Голоса Федора Шаляпина и Леонида Собинова часто звучали в стенах особняка, вырываясь победными звуками через окна и останавливая изумленных прохожих. <...>

Если «четверги» Кусевицких были интересны, то еще интереснее в художественном смысле были их интимные вечера. Здесь в тесном кругу друзей собирались только избранные и близкие люди. Не знаю, уцелел ли особняк на Дракештрассе, но если он сохранился, то его стены могли бы многое рассказать про те годы, когда в них жила чета Кусевицких. <...> <А> сколько смеха и неподдельного веселья вносил в эти вечера <Осип Дымов> своим брызжущим юмором и даром имитатора! <...>

Особенностью дома Кусевицких служила их горничная — прехорошенькая испанка. Почему в немецком Берлине, где слуг можно было иметь в любом количестве, горничной в русской семье служила испанка, не говорившая ни по-русски, ни по-немецки — оставалось загадкою.

Не меньшею загадкой являлась любимая собачка Натальи Константиновны — маленький японский бульдог, существо на редкость злое и коварное. <...> Не сосчитать количества штрафов, которые Кусевицкие уплатили из-за каверзной натуры своей любимицы.

— Выбрось, Сергей, этого дьяволенка, или я его раздавлю!.. — гремел Федор Иванович Шаляпин.

Но над собакой довлела любящая рука хозяйки дома. А кто мог перечить воле всесильной Натальи Константиновны?39

Еще одним оригинальным «внешним заимствованием» на немецкой культурной сцене XX в. была деятельность русских евреев-литераторов, перебравшихся в Германию (П. Бархан, А. Элиасберг и др.). Успешно ассимилировавшись в благодушно настроенной по отношению к подобного рода «чужакам» среде, эти талантливые и широко образованные люди стали играть роль «превосходных посредников» — по определению Томаса Манна, связующих русскую и немецкую культуры40.
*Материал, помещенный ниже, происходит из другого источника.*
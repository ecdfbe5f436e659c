// Copyright (C) 2026 Fred Clausen
// Use of this source code is governed by an MIT-style
// license that can be found in the LICENSE file or at
// https://opensource.org/licenses/MIT.

//! # xtask - Project Automation
//!
//! Run with `cargo xtask <command>`.
//!
//! - `ci` runs lint, build, test, and schema verification in order
//! - `verify-schema` applies the embedded migrations to a scratch in-memory
//!   database and checks the constraints the ledger relies on
//!
//! Standard `cargo test` remains fast and infrastructure-free.

#![deny(
    clippy::pedantic,
    //clippy::cargo,
    clippy::nursery,
    clippy::style,
    clippy::correctness,
    clippy::all
)]

use std::{io, process::Output};

use cargo_metadata::MetadataCommand;
use clap::{Parser, Subcommand};
use clap_verbosity_flag::{InfoLevel, Verbosity};
use color_eyre::{eyre::Context, eyre::eyre, Result};
use diesel::sql_types::{Integer, Text};
use diesel::{Connection, QueryableByName, RunQueryDsl, SqliteConnection};
use diesel_migrations::{embed_migrations, EmbeddedMigrations, MigrationHarness};
use duct::cmd;
use tracing::level_filters::LevelFilter;
use tracing_log::AsTrace;

const MIGRATIONS: EmbeddedMigrations = embed_migrations!("../crates/persistence/migrations");

/// Tables the persistence layer expects.
const EXPECTED_TABLES: &[&str] = &["booking_policies", "reservations", "users"];

/// A partial unique index the ledger depends on for correctness.
struct RequiredIndex {
    table: &'static str,
    name: &'static str,
    columns: &'static [&'static str],
    /// A fragment the index's `WHERE` clause must contain.
    predicate: &'static str,
}

const REQUIRED_INDEXES: &[RequiredIndex] = &[
    RequiredIndex {
        table: "booking_policies",
        name: "idx_booking_policies_single_active",
        columns: &["is_active"],
        predicate: "is_active = 1",
    },
    RequiredIndex {
        table: "reservations",
        name: "idx_reservations_active_slot",
        columns: &["booking_date", "booking_time"],
        predicate: "'upcoming'",
    },
];

fn main() -> Result<()> {
    color_eyre::install()?;
    let args = Args::parse();
    tracing_subscriber::fmt()
        .with_max_level(args.log_level())
        .without_time()
        .init();

    match args.run() {
        Ok(()) => (),
        Err(err) => {
            tracing::error!("{err}");
            std::process::exit(1);
        }
    }
    Ok(())
}

#[derive(Debug, Parser)]
#[command(bin_name = "cargo xtask", styles = clap_cargo::style::CLAP_STYLING)]
struct Args {
    #[command(subcommand)]
    command: Command,

    #[command(flatten)]
    verbosity: Verbosity<InfoLevel>,
}

impl Args {
    fn run(self) -> Result<()> {
        self.command.run()
    }

    fn log_level(&self) -> LevelFilter {
        self.verbosity.log_level_filter().as_trace()
    }
}

#[derive(Clone, Debug, Subcommand)]
enum Command {
    /// Run CI checks (lint, build, test, verify-schema)
    CI,

    /// Build the project
    #[command(visible_alias = "b")]
    Build,

    /// Run cargo check
    #[command(visible_alias = "c")]
    Check,

    /// Generate code coverage report
    #[command(visible_alias = "cov")]
    Coverage,

    /// Lint formatting, clippy, and docs
    #[command(visible_alias = "l")]
    Lint,

    /// Run clippy on the project
    #[command(visible_alias = "cl")]
    LintClippy,

    /// Check documentation for errors and warnings
    #[command(visible_alias = "d")]
    LintDocs,

    /// Check for formatting issues in the project
    #[command(visible_alias = "lf")]
    LintFormatting,

    /// Fix clippy warnings in the project
    #[command(visible_alias = "fc")]
    FixClippy,

    /// Fix formatting issues in the project
    #[command(visible_alias = "fmt")]
    FixFormatting,

    /// Run tests
    #[command(visible_alias = "t")]
    Test,

    /// Run doc tests
    #[command(visible_alias = "td")]
    TestDocs,

    /// Run lib tests
    #[command(visible_alias = "tl")]
    TestLibs,

    /// Verify the migrated schema carries the ledger's constraints
    #[command(visible_alias = "vs")]
    VerifySchema,
}

impl Command {
    fn run(self) -> Result<()> {
        match self {
            Self::CI => ci(),
            Self::Build => build(),
            Self::Check => check(),
            Self::Coverage => coverage(),
            Self::Lint => lint(),
            Self::LintClippy => lint_clippy(),
            Self::LintDocs => lint_docs(),
            Self::LintFormatting => lint_format(),
            Self::FixClippy => fix_clippy(),
            Self::FixFormatting => fix_format(),
            Self::Test => test(),
            Self::TestDocs => test_docs(),
            Self::TestLibs => test_libs(),
            Self::VerifySchema => verify_schema(),
        }
    }
}

/// Run CI checks (lint, build, test, verify-schema)
fn ci() -> Result<()> {
    lint()?;
    build()?;
    test()?;
    verify_schema()?;
    Ok(())
}

/// Build the project
fn build() -> Result<()> {
    run_cargo(vec!["build", "--all-targets", "--all-features"])
}

/// Run cargo check
fn check() -> Result<()> {
    run_cargo(vec!["check", "--all-targets", "--all-features"])
}

/// Generate code coverage report
fn coverage() -> Result<()> {
    run_cargo(vec![
        "llvm-cov",
        "--lcov",
        "--output-path",
        "target/lcov.info",
        "--all-features",
    ])
}

/// Lint formatting, clippy, and docs
fn lint() -> Result<()> {
    lint_clippy()?;
    lint_docs()?;
    lint_format()?;
    Ok(())
}

/// Run clippy on the project
fn lint_clippy() -> Result<()> {
    run_cargo(vec![
        "clippy",
        "--all-targets",
        "--all-features",
        "--",
        "-D",
        "warnings",
    ])
}

/// Fix clippy warnings in the project
fn fix_clippy() -> Result<()> {
    run_cargo(vec![
        "clippy",
        "--all-targets",
        "--all-features",
        "--fix",
        "--allow-dirty",
        "--allow-staged",
        "--",
        "-D",
        "warnings",
    ])
}

/// Check that docs build without errors using docs.rs-equivalent flags
fn lint_docs() -> Result<()> {
    let meta = MetadataCommand::new()
        .exec()
        .wrap_err("failed to get cargo metadata")?;

    for package in meta.workspace_default_packages() {
        cmd(
            "cargo",
            [
                "doc",
                "--no-deps",
                "--all-features",
                "--package",
                &package.name,
            ],
        )
        .env_remove("CARGO")
        .env("RUSTUP_TOOLCHAIN", "nightly")
        .env("RUSTDOCFLAGS", "--cfg docsrs -D warnings")
        .run_with_trace()?;
    }

    Ok(())
}

/// Lint formatting issues in the project
fn lint_format() -> Result<()> {
    run_cargo_nightly(vec!["fmt", "--all", "--check"])
}

/// Fix formatting issues in the project
fn fix_format() -> Result<()> {
    run_cargo_nightly(vec!["fmt", "--all"])
}

/// Run lib and doc tests
fn test() -> Result<()> {
    test_libs()?;
    test_docs()?; // run last because it's slow
    Ok(())
}

/// Run doc tests for the workspace's default packages
fn test_docs() -> Result<()> {
    run_cargo(vec!["test", "--doc", "--all-features"])
}

/// Run lib tests for the workspace's default packages
fn test_libs() -> Result<()> {
    run_cargo(vec!["test", "--all-targets", "--all-features"])
}

/// Run a cargo subcommand with the default toolchain
fn run_cargo(args: Vec<&str>) -> Result<()> {
    cmd("cargo", args).run_with_trace()?;
    Ok(())
}

/// Run a cargo subcommand with the nightly toolchain
fn run_cargo_nightly(args: Vec<&str>) -> Result<()> {
    cmd("cargo", args)
        // CARGO env var is set because we're running in a cargo subcommand
        .env_remove("CARGO")
        .env("RUSTUP_TOOLCHAIN", "nightly")
        .run_with_trace()?;
    Ok(())
}

#[derive(QueryableByName)]
struct TableName {
    #[diesel(sql_type = Text)]
    name: String,
}

#[derive(QueryableByName)]
struct IndexInfo {
    #[diesel(sql_type = Text)]
    name: String,
    #[diesel(sql_type = Integer)]
    unique: i32,
    #[diesel(sql_type = Integer)]
    partial: i32,
}

#[derive(QueryableByName)]
struct IndexColumnInfo {
    #[diesel(sql_type = Text)]
    name: String,
}

#[derive(QueryableByName)]
struct IndexSql {
    #[diesel(sql_type = Text)]
    sql: String,
}

#[derive(QueryableByName)]
struct ForeignKeysPragma {
    #[diesel(sql_type = Integer)]
    foreign_keys: i32,
}

/// Verify the migrated schema carries the ledger's constraints
///
/// Applies the embedded migrations to a scratch in-memory `SQLite` database
/// and checks that:
///
/// 1. Every expected table exists
/// 2. The single-active-policy and active-slot indexes are unique and partial
/// 3. Foreign keys are enforced on the connection
///
/// # Errors
///
/// Returns an error if migrations fail to apply or any check fails.
fn verify_schema() -> Result<()> {
    tracing::info!("Applying migrations to a scratch database");

    let mut conn = SqliteConnection::establish(":memory:")
        .wrap_err("Failed to create SQLite in-memory database")?;

    diesel::sql_query("PRAGMA foreign_keys = ON")
        .execute(&mut conn)
        .wrap_err("Failed to enable foreign keys")?;

    conn.run_pending_migrations(MIGRATIONS)
        .map_err(|e| eyre!("Failed to apply migrations: {e}"))?;

    verify_tables(&mut conn)?;
    for index in REQUIRED_INDEXES {
        verify_index(&mut conn, index)?;
    }

    let pragma: Vec<ForeignKeysPragma> = diesel::sql_query("PRAGMA foreign_keys")
        .load(&mut conn)
        .wrap_err("Failed to read foreign_keys pragma")?;
    if pragma.first().map(|p| p.foreign_keys) != Some(1) {
        return Err(eyre!("Foreign key enforcement is not enabled"));
    }

    tracing::info!("✓ Schema verification passed");
    Ok(())
}

fn verify_tables(conn: &mut SqliteConnection) -> Result<()> {
    let tables: Vec<TableName> = diesel::sql_query(
        "SELECT name FROM sqlite_master WHERE type='table' AND name NOT LIKE 'sqlite_%' AND name != '__diesel_schema_migrations' ORDER BY name",
    )
    .load(conn)
    .wrap_err("Failed to query tables")?;

    let names: Vec<&str> = tables.iter().map(|t| t.name.as_str()).collect();
    for expected in EXPECTED_TABLES {
        if !names.contains(expected) {
            return Err(eyre!("Missing table '{expected}' (found {names:?})"));
        }
    }
    tracing::info!(?names, "Tables present");
    Ok(())
}

fn verify_index(conn: &mut SqliteConnection, required: &RequiredIndex) -> Result<()> {
    let indexes: Vec<IndexInfo> =
        diesel::sql_query(format!("PRAGMA index_list({})", required.table))
            .load(conn)
            .wrap_err(format!("Failed to get indexes for table {}", required.table))?;

    let index: &IndexInfo = indexes
        .iter()
        .find(|i| i.name == required.name)
        .ok_or_else(|| eyre!("Missing index '{}' on {}", required.name, required.table))?;

    if index.unique != 1 {
        return Err(eyre!("Index '{}' is not unique", required.name));
    }
    if index.partial != 1 {
        return Err(eyre!("Index '{}' is not partial", required.name));
    }

    let columns: Vec<IndexColumnInfo> =
        diesel::sql_query(format!("PRAGMA index_info({})", required.name))
            .load(conn)
            .wrap_err(format!("Failed to get index columns for {}", required.name))?;
    let columns: Vec<String> = columns.into_iter().map(|c| c.name).collect();
    if columns != required.columns {
        return Err(eyre!(
            "Index '{}' covers {columns:?}, expected {:?}",
            required.name,
            required.columns
        ));
    }

    let sql: Vec<IndexSql> = diesel::sql_query(format!(
        "SELECT sql FROM sqlite_master WHERE type='index' AND name='{}'",
        required.name
    ))
    .load(conn)
    .wrap_err(format!("Failed to read definition of {}", required.name))?;
    let definition: &str = sql.first().map_or("", |s| s.sql.as_str());
    if !definition.contains(required.predicate) {
        return Err(eyre!(
            "Index '{}' predicate does not mention {}: {definition}",
            required.name,
            required.predicate
        ));
    }

    tracing::info!(index = required.name, ?columns, "Partial unique index present");
    Ok(())
}

/// An extension trait for `duct::Expression` that logs the command being run
/// before running it.
trait ExpressionExt {
    /// Run the command and log the command being run
    fn run_with_trace(&self) -> io::Result<Output>;
}

impl ExpressionExt for duct::Expression {
    fn run_with_trace(&self) -> io::Result<Output> {
        tracing::info!("running command: {:?}", self);
        self.run().inspect_err(|_| {
            // The command that was run may have scrolled off the screen, so repeat it here
            tracing::error!("failed to run command: {:?}", self);
        })
    }
}
// Copyright (C) 2026 Fred Clausen
// Use of this source code is governed by an MIT-style
// license that can be found in the LICENSE file or at
// https://opensource.org/licenses/MIT.

#![deny(
    clippy::pedantic,
    clippy::cargo,
    clippy::nursery,
    clippy::style,
    clippy::correctness,
    clippy::all,
    clippy::suspicious,
    clippy::complexity,
    clippy::perf,
    clippy::unwrap_used,
    clippy::expect_used
)]

mod apply;
mod command;
mod error;
mod transition;

#[cfg(test)]
mod tests;

use reserva_domain::{OwnerScope, Reservation};

// Re-export public types and functions
pub use apply::apply;
pub use command::{Command, ReservationPatch};
pub use error::CoreError;
pub use transition::Transition;

/// Resolves a reservation lookup against the caller's scope.
///
/// This is a read-only check shared by queries and commands. A reservation
/// that exists but belongs to someone else is reported exactly like one that
/// does not exist.
///
/// # Arguments
///
/// * `scope` - The caller's visibility scope
/// * `reservation_id` - The requested reservation
/// * `current` - The stored reservation, if any
///
/// # Returns
///
/// * `Ok(&Reservation)` if the reservation exists and is visible
/// * `Err(CoreError::NotVisible)` otherwise
///
/// # Errors
///
/// Returns an error if the reservation is missing or outside the scope.
pub fn resolve_visible(
    scope: OwnerScope,
    reservation_id: i64,
    current: Option<&Reservation>,
) -> Result<&Reservation, CoreError> {
    current
        .filter(|r| r.reservation_id == reservation_id && scope.permits(r.owner_id))
        .ok_or(CoreError::NotVisible { reservation_id })
}
//! Error types for bit-packing codecs.

use thiserror::Error;

/// Error variants for codec construction and access.
#[derive(Debug, Error, PartialEq, Eq)]
pub enum Error {
    /// An index was provided that is outside `[0, len)`.
    #[error("index out of bounds: {0}")]
    IndexOutOfBounds(usize),

    /// The factory was asked for a layout it does not know.
    #[error("unknown packer kind: {0:?}")]
    UnknownKind(String),
}

/// A specialized Result type for codec operations.
pub type Result<T> = std::result::Result<T, Error>;
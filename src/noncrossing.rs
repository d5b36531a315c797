//! Word-aligned ("non-crossing") layout.
//!
//! A payload never straddles two words: when it does not fit in what is left
//! of the current word, that word is emitted with zero padding and the payload
//! starts the next one. Up to `len - 1` bits per word are wasted, but every
//! payload can be read from a single word.
//!
//! ```text
//! word 0: | p0 | p1 | p2 | pad |
//! word 1: | p3 | p4 | ...      |
//! ```

use crate::cursor::{mask, BitCursor};
use crate::packed::{Layout, Packer};
use crate::WORD_BITS;

/// Packer using the word-aligned layout.
pub type NonCrossing = Packer<WordAligned>;

/// Writer that keeps every payload inside one word.
#[derive(Debug, Default)]
pub struct WordAligned {
    words: Vec<u32>,
    current: u32,
    used: u32,
}

impl Layout for WordAligned {
    const NAME: &'static str = "noncrossing";

    fn put(&mut self, payload: u64, len: u32) {
        debug_assert!(len <= WORD_BITS, "payload of {len} bits cannot fit a word");
        if self.used + len > WORD_BITS {
            self.words.push(self.current);
            self.current = 0;
            self.used = 0;
        }
        self.current |= (payload as u32 & mask(len)) << self.used;
        self.used += len;
    }

    fn finish(mut self) -> Vec<u32> {
        if self.used > 0 {
            self.words.push(self.current);
        }
        self.words
    }

    fn seek(cursor: &mut BitCursor, len: u32) {
        if len > cursor.remaining_in_word() {
            cursor.skip_to_next_word();
        }
    }
}

#[cfg(test)]
mod tests {
    use super::*;
    use crate::packed::BitPacker;

    #[test]
    fn test_payloads_do_not_cross_words() {
        let mut w = WordAligned::default();
        for _ in 0..3 {
            w.put(0x3FF, 10);
        }
        // 30 bits used; the fourth payload goes to a fresh word.
        w.put(0x155, 10);
        assert_eq!(w.finish(), vec![0x3FFF_FFFF, 0x155]);
    }

    #[test]
    fn test_full_width_payloads() {
        let mut w = WordAligned::default();
        w.put(u64::from(u32::MAX), 32);
        w.put(7, 32);
        assert_eq!(w.finish(), vec![u32::MAX, 7]);
    }

    #[test]
    fn test_seek_skips_padding() {
        let mut c = BitCursor { word_index: 0, bit_offset: 30 };
        WordAligned::seek(&mut c, 2);
        assert_eq!(c.bit_offset, 30);
        WordAligned::seek(&mut c, 3);
        assert_eq!(c, BitCursor { word_index: 1, bit_offset: 0 });
    }

    #[test]
    fn test_wide_values_one_per_word() {
        let values: Vec<u32> = (0..10).map(|i| (1 << 30) | i).collect();
        let mut p = NonCrossing::new(false);
        p.compress(&values);
        assert_eq!(p.width(), 31);
        assert_eq!(p.words().len(), 10);
        assert_eq!(p.decompress(), values);
        assert_eq!(p.get(9).unwrap(), values[9]);
    }

    #[test]
    fn test_padding_with_mixed_payload_lengths() {
        // k = 2 with 20 outliers (idx_bits = 5): direct payloads take 3 bits,
        // outliers 6, so padding appears before outliers that do not fit.
        let mut values: Vec<u32> = (0..400).map(|i| i % 4).collect();
        for j in 0..20 {
            values[j * 19 + 5] = 1 << (12 + j % 20);
        }
        let mut p = NonCrossing::new(true);
        p.compress(&values);
        assert_eq!(p.width(), 2);
        assert_eq!(p.idx_bits(), 5);
        assert_eq!(p.decompress(), values);
        for i in (0..values.len()).step_by(7) {
            assert_eq!(p.get(i).unwrap(), values[i]);
        }
    }
}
И.М. Троцкий в свой «русскословский» период тоже пытался подвизаться на этой почве. Однако в отличии, скажем, от Бархана, который, заявляя себя на немецкой литературной сцене в основном в трех качествах: автором очерков из русской жизни (потом и из немецкой жизни), переводчиком (сначала с идиш, потом с русского языка) и автором очерков о современных художниках (прежде всего выходцах из России). <...> не стремился при этом переводить свои произведения на русский и сотрудничать с периодическими и книжными издательствами в России, полагая, что «нет России вне России»41,

— наш герой отнюдь не горел желанием натурализоваться, стать просвещенным немцем при всей своей приспособляемости и наличии обширных деловых связей на самом высоком уровне германского общества. И все же, вопреки мнению В. Жаботинского о том, что еврей легко приобретает личину того народа, которому служит и где ему хорошо:

Где переночевали, там и присягнули, а выйдя вон — наплевали? Эх, вы, патриоты каждого полустанка...42,

— И.М. Троцкий не сделал ни малейшей попытки онемечиться, ибо был не только горячим патриотом России, но и на редкость цельной личностью, в которой три составляющих — еврей, русский интеллигент и литератор — образовывали гармоничное единство.